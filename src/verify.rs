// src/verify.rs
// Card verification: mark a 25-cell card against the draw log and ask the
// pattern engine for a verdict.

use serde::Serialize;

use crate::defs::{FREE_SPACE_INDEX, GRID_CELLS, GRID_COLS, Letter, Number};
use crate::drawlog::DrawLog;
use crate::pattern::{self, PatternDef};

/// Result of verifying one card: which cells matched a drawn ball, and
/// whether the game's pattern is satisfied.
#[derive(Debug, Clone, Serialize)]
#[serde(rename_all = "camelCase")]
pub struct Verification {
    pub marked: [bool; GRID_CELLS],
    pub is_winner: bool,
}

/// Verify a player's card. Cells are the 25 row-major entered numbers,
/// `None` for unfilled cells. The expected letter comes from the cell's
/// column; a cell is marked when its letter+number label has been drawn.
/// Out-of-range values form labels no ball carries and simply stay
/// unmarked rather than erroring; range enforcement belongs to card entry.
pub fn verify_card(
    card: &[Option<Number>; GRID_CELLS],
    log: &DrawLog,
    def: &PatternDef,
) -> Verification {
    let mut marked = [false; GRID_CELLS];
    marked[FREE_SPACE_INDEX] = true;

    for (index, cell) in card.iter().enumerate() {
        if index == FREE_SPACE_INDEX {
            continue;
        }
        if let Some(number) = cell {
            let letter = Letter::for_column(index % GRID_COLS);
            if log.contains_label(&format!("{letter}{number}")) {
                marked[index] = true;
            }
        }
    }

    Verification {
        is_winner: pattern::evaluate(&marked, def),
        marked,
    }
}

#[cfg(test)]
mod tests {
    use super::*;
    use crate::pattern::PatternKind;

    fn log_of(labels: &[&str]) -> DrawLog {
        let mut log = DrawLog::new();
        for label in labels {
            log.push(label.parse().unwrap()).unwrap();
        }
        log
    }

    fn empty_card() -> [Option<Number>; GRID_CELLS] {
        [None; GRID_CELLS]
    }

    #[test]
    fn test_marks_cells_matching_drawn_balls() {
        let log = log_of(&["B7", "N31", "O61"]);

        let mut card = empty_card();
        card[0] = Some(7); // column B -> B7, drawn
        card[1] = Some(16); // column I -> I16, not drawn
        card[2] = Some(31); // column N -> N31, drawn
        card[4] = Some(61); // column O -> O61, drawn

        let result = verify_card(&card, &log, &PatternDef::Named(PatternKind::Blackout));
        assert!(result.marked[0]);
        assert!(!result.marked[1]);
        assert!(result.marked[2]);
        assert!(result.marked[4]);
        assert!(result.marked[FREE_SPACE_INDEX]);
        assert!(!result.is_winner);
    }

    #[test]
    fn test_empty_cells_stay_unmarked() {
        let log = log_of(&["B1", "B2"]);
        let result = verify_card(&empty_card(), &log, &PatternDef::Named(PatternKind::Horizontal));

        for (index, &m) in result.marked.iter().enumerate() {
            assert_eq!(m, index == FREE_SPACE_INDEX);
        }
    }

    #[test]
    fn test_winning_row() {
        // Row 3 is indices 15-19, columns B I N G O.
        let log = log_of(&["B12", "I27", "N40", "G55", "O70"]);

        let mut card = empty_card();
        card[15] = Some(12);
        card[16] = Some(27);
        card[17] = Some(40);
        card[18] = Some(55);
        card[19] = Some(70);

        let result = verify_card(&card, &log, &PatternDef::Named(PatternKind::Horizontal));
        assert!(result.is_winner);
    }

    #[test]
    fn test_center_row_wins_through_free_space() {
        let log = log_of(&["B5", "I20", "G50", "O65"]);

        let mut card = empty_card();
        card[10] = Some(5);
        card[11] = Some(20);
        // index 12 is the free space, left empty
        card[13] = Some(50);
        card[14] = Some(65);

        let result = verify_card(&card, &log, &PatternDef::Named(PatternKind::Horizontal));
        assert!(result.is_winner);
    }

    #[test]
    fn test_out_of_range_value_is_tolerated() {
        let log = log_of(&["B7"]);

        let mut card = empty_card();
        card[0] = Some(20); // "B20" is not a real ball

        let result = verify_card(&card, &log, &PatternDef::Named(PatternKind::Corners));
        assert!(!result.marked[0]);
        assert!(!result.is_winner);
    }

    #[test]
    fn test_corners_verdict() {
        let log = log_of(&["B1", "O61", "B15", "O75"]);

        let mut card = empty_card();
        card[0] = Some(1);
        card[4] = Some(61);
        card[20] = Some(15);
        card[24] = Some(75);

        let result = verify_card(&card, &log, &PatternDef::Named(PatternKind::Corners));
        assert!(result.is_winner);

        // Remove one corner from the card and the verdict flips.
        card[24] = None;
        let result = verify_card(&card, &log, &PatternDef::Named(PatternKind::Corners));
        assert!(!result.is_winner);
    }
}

EXERCISE GOAL: What lines of the listing above hold "DrawLog"? Copy all of them.

OUTPUT FOR THIS TASK:
use crate::drawlog::DrawLog;
    log: &DrawLog,
    fn log_of(labels: &[&str]) -> DrawLog {
        let mut log = DrawLog::new();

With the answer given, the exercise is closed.